Powiedziała: „Dlaczego uważam, że mój głos może być usłyszany aż w Pekinie i dlaczego w ogóle staram się stawać w obronie praw człowieka w Chinach? Odpowiedź jest bardzo prosta. Nie ma innej drogi. Nie da się zignorować tych historii, które właśnie usłyszeliście. Niemożliwe jest nic nie robić, kiedy wiadomo, że taka niesprawiedliwość, takie okrucieństwo, jest popełniane na ludziach tylko dlatego, że mają inne przekonania”.
„Minęło 21 lat od dnia rozpoczęcia prześladowań. Rodzi się tu naprawdę trudne pytanie, w jaki sposób mogą one trwać przez 21 lat i jak mogą być nadal kontynuowane. Jak ja to widzę, to nie tylko hańba dla KPCh, to wstyd dla całego wolnego świata. Prześladowania Falun Gong są nieludzkie. Są barbarzyńskie. Musimy domagać się i żądać procesu sądowego, aby je zakończyć.”
Kontynuowała: „To wszystko uświadomiło mi, że milczenie nie wchodzi w grę. Musimy zwiększać świadomość w temacie przestępstw przeciwko prawom człowieka oraz o tym, że KPCh systematycznie i na porządku dziennym dopuszcza się przestępstw przeciwko prawom człowieka”.

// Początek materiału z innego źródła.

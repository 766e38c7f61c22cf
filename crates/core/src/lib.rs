#![forbid(unsafe_code)]

pub mod error;
pub mod generator;
pub mod model;
pub mod study;
pub mod time;

pub use generator::{generate, generate_distractors, generate_for_name, generate_with};
pub use time::Clock;
use sprint_core::model::{GameMode, Progress, Question, Session, SessionPhase, Topic};

/// Read-only copy of everything a front end draws.
#[derive(Debug, Clone, PartialEq, Eq)]
pub struct SessionSnapshot {
    pub mode: GameMode,
    pub topic: Topic,
    pub phase: SessionPhase,
    pub score: u32,
    pub streak: u32,
    pub total_answered: u32,
    pub correct_answered: u32,
    pub time_remaining_seconds: u32,
    pub question: Option<Question>,
    pub experience_points: u32,
    pub level: u32,
    pub level_progress: u32,
    pub climb_progress: u32,
}

impl SessionSnapshot {
    #[must_use]
    pub fn capture(session: &Session, progress: &Progress) -> Self {
        Self {
            mode: session.mode(),
            topic: session.topic(),
            phase: session.phase(),
            score: session.score(),
            streak: session.streak(),
            total_answered: session.total_answered(),
            correct_answered: session.correct_answered(),
            time_remaining_seconds: session.time_remaining_seconds(),
            question: session.question().cloned(),
            experience_points: progress.experience_points(),
            level: progress.level(),
            level_progress: progress.level_progress(),
            climb_progress: session.climb_progress(),
        }
    }

    #[must_use]
    pub fn is_active(&self) -> bool {
        self.phase == SessionPhase::Active
    }

    #[must_use]
    pub fn is_finished(&self) -> bool {
        self.phase == SessionPhase::Finished
    }
}
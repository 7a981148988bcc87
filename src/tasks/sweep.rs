//! TTL Sweep Task
//!
//! Background task that periodically removes expired cache entries so keys
//! that are never read again still get reclaimed.
//!
//! The sweep never holds the store exclusively for a whole pass: it collects
//! candidates under a read lock, then removes them in small batches through
//! the same removal path a `delete` takes.

use std::sync::Weak;
use std::time::Duration;

use tokio::sync::{watch, RwLock};
use tokio::task::JoinHandle;
use tracing::{debug, info};

use crate::cache::StoreInner;

/// Upper bound on removals per write-lock acquisition.
const SWEEP_BATCH: usize = 64;

// == Purge Pass ==
/// Removes every currently-expired entry, returning the number purged.
///
/// Expiry is rechecked under the write lock; a concurrent overwrite between
/// collection and removal keeps its entry.
pub(crate) async fn purge_expired(store: &RwLock<StoreInner>) -> usize {
    let candidates = store.read().await.expired_keys();

    let mut removed = 0;
    for batch in candidates.chunks(SWEEP_BATCH) {
        let mut guard = store.write().await;
        for key in batch {
            if guard.purge_if_expired(key) {
                removed += 1;
            }
        }
    }
    removed
}

// == Sweep Task ==
/// Spawns a background task that purges expired entries every `interval`.
///
/// The task stops when the shutdown signal flips (`close()` awaits the
/// returned handle) or when every cache handle has been dropped; it holds
/// only a weak reference to the store.
pub(crate) fn spawn_sweep_task(
    store: Weak<RwLock<StoreInner>>,
    interval: Duration,
    mut shutdown: watch::Receiver<bool>,
) -> JoinHandle<()> {
    tokio::spawn(async move {
        info!(
            interval_secs = interval.as_secs(),
            "TTL sweep task started"
        );

        loop {
            tokio::select! {
                _ = tokio::time::sleep(interval) => {}
                _ = shutdown.changed() => {
                    info!("TTL sweep task stopping");
                    break;
                }
            }

            let Some(store) = store.upgrade() else {
                debug!("Cache dropped, TTL sweep task exiting");
                break;
            };

            let removed = purge_expired(&store).await;
            if removed > 0 {
                info!(removed, "TTL sweep removed expired entries");
            } else {
                debug!("TTL sweep found no expired entries");
            }
        }
    })
}
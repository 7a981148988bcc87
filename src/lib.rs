//! kvcache - A pluggable key-value cache
//!
//! One backend-agnostic contract ([`Cache`]) with TTL expiration, bounded
//! LRU eviction, atomic per-key operations, glob key enumeration, logical
//! namespacing, and hit/miss statistics.
//!
//! The in-process backend ([`MemoryCache`]) is fully implemented here; a
//! remote backend plugs in behind the same trait using the connection
//! configuration in [`config`].

pub mod cache;
pub mod config;
pub mod contract;
pub mod error;
pub mod namespace;

pub(crate) mod tasks;

pub use cache::{CacheStats, MemoryCache, MAX_KEY_LENGTH, MAX_VALUE_SIZE};
pub use config::{CacheConfig, PoolConfig, RemoteConfig};
pub use contract::Cache;
pub use error::{CacheError, Result};
pub use namespace::NamespacedCache;
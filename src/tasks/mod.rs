//! Background Tasks Module
//!
//! Contains background tasks that run alongside cache operation.
//!
//! # Tasks
//! - TTL Sweep: Removes expired cache entries at configured intervals

mod sweep;

pub(crate) use sweep::{purge_expired, spawn_sweep_task};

„Chcę podnieść świadomość o licznych praktykujących Falun Gong, którzy są przetrzymywani w obozach reedukacji poprzez pracę, więzieniach lub innych ośrodkach zatrzymań jako więźniowie sumienia. Są doniesienia o torturach, widzieliśmy je tutaj dzisiaj. Są doniesienia o zabójstwach, są doniesienia o nielegalnych poborach organów. Te doniesienia muszą być traktowane bardzo poważnie i muszą być rozpatrywane przez międzynarodowe sądy”.
„Jak możemy wiedzieć o nich i nic nie robić?” — zapytała.
Zauważyła: „Prześladowania mniejszości w Chinach dają nam małą wskazówkę na to, co się stanie, jeśli KPCh uda się osiągnąć swój cel w staniu się największym mocarstwem na świecie. Obecnie świat bardzo cierpi z powodu pandemii i wiele firm na całym świecie z trudem radzi sobie finansowo. Jesteśmy teraz bezbronnymi i łatwymi celami dla nieprzyjaznego przejęcia”.
Opowiadała o tym, w jaki sposób KPCh „kupuje naszą infrastrukturę, firmy, technologie a nawet szkoły”, starając się przejąć wolny świat, kawałek po kawałku. Szwedzki rząd stara się jednak znaleźć sposoby na powstrzymanie chińskich firm przed inwestowaniem w ważną infrastrukturę. Z tego powodu rząd stara się zakazać Huawei uczestnictwa w budowie sieci 5G.
Powiedziała, że cieszy się z tego, że „wolny świat powoli zdaje sobie sprawę z okrucieństw, jakie Komunistyczna Partia Chin czyni wobec własnego narodu”. Komunistyczna Partia Chin musi wiedzieć, czego chce wolny świat a my chcemy, aby te prześladowania i wszystkie inne prześladowania się skończyły. To musi się skończyć już teraz”.
„Społeczność międzynarodowa powinna zająć bardziej stanowcze i bardziej otwarte stanowisko w informowaniu o tym, jak chiński reżim dopuszcza się tłumienia praw człowieka. Naszym obowiązkiem jest walczyć o prawa wszystkich ludzi”.
Wyraziła nadzieję, że być może pewnego dnia KPCh zacznie szanować praworządność, wolność słowa i prawo do posiadania własnego zdania.
Na zakończenie, powiedziała: „Falun Gong jest przyjazne i spokojne. Prawda, Życzliwość i Cierpliwość, może to jest dokładnie tym, czego świat teraz potrzebuje, aby przeprowadzić nas przez tę pandemię”.